Не сознавал этого и Жан Жорес. Но он уже ясно почувствовал неладное в окружающем его мире. Его искренние республиканские и демократические убеждения, прочно утвердившееся сознание непреходящей ценности идеалов справедливости и истины, глубочайшая склонность к человечности и ненависть к лжи и несправедливости — все это в сочетании с огромной культурой составляло совершенно определенный духовный облик Жореса в пору его совершеннолетия. Однако он не стал социалистом. Впоследствии ему придется столкнуться с недоверием своих единомышленников по партии, которые не могли простить ему юношеского игнорирования социализма. Между тем надо удивляться не тому, что в Эколь Нормаль Жорес не пришел к социализму, а тому, что вопреки принятой там системе воспитания он навсегда не ушел от него. Ибо именно это было закономерным плодом учебы в школе для подавляющего большинства ее выпускников.

Наступил момент выпуска. Развернулась борьба за последние, самые почетные лавры. Никто не сомневался, что первым будет один из двух — Жорес или Бергсон. Уже не только в Эколь Нормаль, но и среди всего студенческого населения Латинского квартала Жан приобрел прочную славу оратора. Когда он сдавал последний устный экзамен, зал был набит битком. Только строжайший официальный ритуал помешал слушателям разразиться бурными аплодисментами после окончания речи Жореса.

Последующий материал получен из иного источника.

//! [`SqliteStore`] -- SQLite-backed document store.

use std::path::Path;
use std::sync::{Mutex, MutexGuard};

use chrono::{DateTime, Utc};
use rusqlite::Connection;
use tracing::{debug, info};

use crate::error::{Result, StorageError};
use crate::sqlite::schema;

/// SQLite-backed implementation of the [`Storage`](crate::traits::Storage) trait.
///
/// Wraps a [`rusqlite::Connection`] in a `Mutex`; every operation takes the
/// lock for its whole duration.
pub struct SqliteStore {
    pub(crate) conn: Mutex<Connection>,
}

impl SqliteStore {
    /// Opens (or creates) a database file and brings its schema up to date.
    pub fn open(path: impl AsRef<Path>) -> Result<Self> {
        let path = path.as_ref();
        info!(path = %path.display(), "opening farm database");
        let conn = Connection::open(path)
            .map_err(|e| StorageError::Connection(format!("{}: {e}", path.display())))?;
        Self::from_connection(conn)
    }

    /// A private database that vanishes on drop. Tests use this.
    pub fn open_in_memory() -> Result<Self> {
        let conn = Connection::open_in_memory()
            .map_err(|e| StorageError::Connection(format!(":memory: {e}")))?;
        Self::from_connection(conn)
    }

    fn from_connection(conn: Connection) -> Result<Self> {
        let store = Self {
            conn: Mutex::new(conn),
        };
        store.configure_connection()?;
        store.init_schema()?;
        Ok(store)
    }

    fn configure_connection(&self) -> Result<()> {
        self.lock_conn()?
            .execute_batch(
                "PRAGMA journal_mode = WAL;
                 PRAGMA foreign_keys = ON;
                 PRAGMA busy_timeout = 5000;",
            )
            .map_err(|e| StorageError::Connection(format!("pragma setup: {e}")))
    }

    /// Brings the schema to [`schema::CURRENT_SCHEMA_VERSION`] in one
    /// transaction. A database already at that version is left alone.
    pub(crate) fn init_schema(&self) -> Result<()> {
        let mut conn = self.lock_conn()?;

        let stored = stored_version(&conn);
        if stored >= schema::CURRENT_SCHEMA_VERSION {
            debug!(version = stored, "schema up to date");
            return Ok(());
        }

        let tx = conn
            .transaction()
            .map_err(|e| migration_error("begin", e))?;

        for ddl in schema::SCHEMA_STATEMENTS {
            tx.execute_batch(ddl).map_err(|e| StorageError::Migration {
                name: "create_tables".into(),
                reason: format!("{e} in `{}`", truncate(ddl.trim(), 120)),
            })?;
        }
        for (key, value) in schema::DEFAULT_CONFIG {
            tx.execute(
                "INSERT OR IGNORE INTO config (key, value) VALUES (?1, ?2)",
                rusqlite::params![key, value],
            )
            .map_err(|e| migration_error("seed_config", e))?;
        }
        for (name, sql) in schema::MIGRATIONS {
            let marker = format!("migration:{name}");
            let done: bool = tx
                .query_row(
                    "SELECT EXISTS(SELECT 1 FROM metadata WHERE key = ?1)",
                    [&marker],
                    |row| row.get(0),
                )
                .map_err(|e| migration_error(name, e))?;
            if done {
                continue;
            }
            debug!(migration = name, "applying");
            tx.execute_batch(sql).map_err(|e| migration_error(name, e))?;
            tx.execute(
                "INSERT INTO metadata (key, value) VALUES (?1, 'applied')",
                [&marker],
            )
            .map_err(|e| migration_error(name, e))?;
        }
        tx.execute(
            "INSERT OR REPLACE INTO metadata (key, value) VALUES ('schema_version', ?1)",
            [schema::CURRENT_SCHEMA_VERSION.to_string()],
        )
        .map_err(|e| migration_error("schema_version", e))?;

        tx.commit().map_err(|e| migration_error("commit", e))?;
        info!(from = stored, to = schema::CURRENT_SCHEMA_VERSION, "schema migrated");
        Ok(())
    }

    /// Every operation module goes through this lock.
    pub(crate) fn lock_conn(&self) -> Result<MutexGuard<'_, Connection>> {
        self.conn
            .lock()
            .map_err(|e| StorageError::Connection(format!("mutex poisoned: {e}")))
    }
}

impl std::fmt::Debug for SqliteStore {
    fn fmt(&self, f: &mut std::fmt::Formatter<'_>) -> std::fmt::Result {
        f.write_str("SqliteStore { .. }")
    }
}

/// 0 for a fresh database.
fn stored_version(conn: &Connection) -> i32 {
    conn.query_row(
        "SELECT value FROM metadata WHERE key = 'schema_version'",
        [],
        |row| row.get::<_, String>(0),
    )
    .ok()
    .and_then(|v| v.parse().ok())
    .unwrap_or(0)
}

fn migration_error(step: &str, e: rusqlite::Error) -> StorageError {
    StorageError::Migration {
        name: step.to_owned(),
        reason: e.to_string(),
    }
}

/// Formats a timestamp as fixed-width ISO 8601 TEXT for SQLite.
pub(crate) fn format_datetime(dt: &DateTime<Utc>) -> String {
    dt.format("%Y-%m-%dT%H:%M:%S%.3fZ").to_string()
}

/// Parses an ISO 8601 TEXT value from SQLite.
pub(crate) fn parse_datetime(s: &str) -> DateTime<Utc> {
    s.parse::<DateTime<Utc>>().unwrap_or_else(|_| {
        chrono::NaiveDateTime::parse_from_str(s, "%Y-%m-%dT%H:%M:%S%.fZ")
            .or_else(|_| chrono::NaiveDateTime::parse_from_str(s, "%Y-%m-%d %H:%M:%S"))
            .map(|ndt| ndt.and_utc())
            .unwrap_or_else(|_| Utc::now())
    })
}

fn truncate(s: &str, max: usize) -> String {
    if s.chars().count() <= max {
        return s.to_owned();
    }
    let mut short: String = s.chars().take(max).collect();
    short.push_str("...");
    short
}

Когда он закончил, слушатели с шумом покинули помещение, и следующий выпускник остался наедине с экзаменационной комиссией в пустом зале. Вряд ли этот стихийный плебисцит пришелся по вкусу профессорам. Возможно, он оказал влияние на их решение. Первым оказался не слишком выделявшийся Лебазей, вторым — Бергсон и лишь третьим — наш герой. Увы, это далеко не последний удар по его самолюбию, впрочем весьма умеренному. Добродушный характер Жана помогал ему не слишком долго предаваться унынию, хотя на короткое время он легко ему поддавался.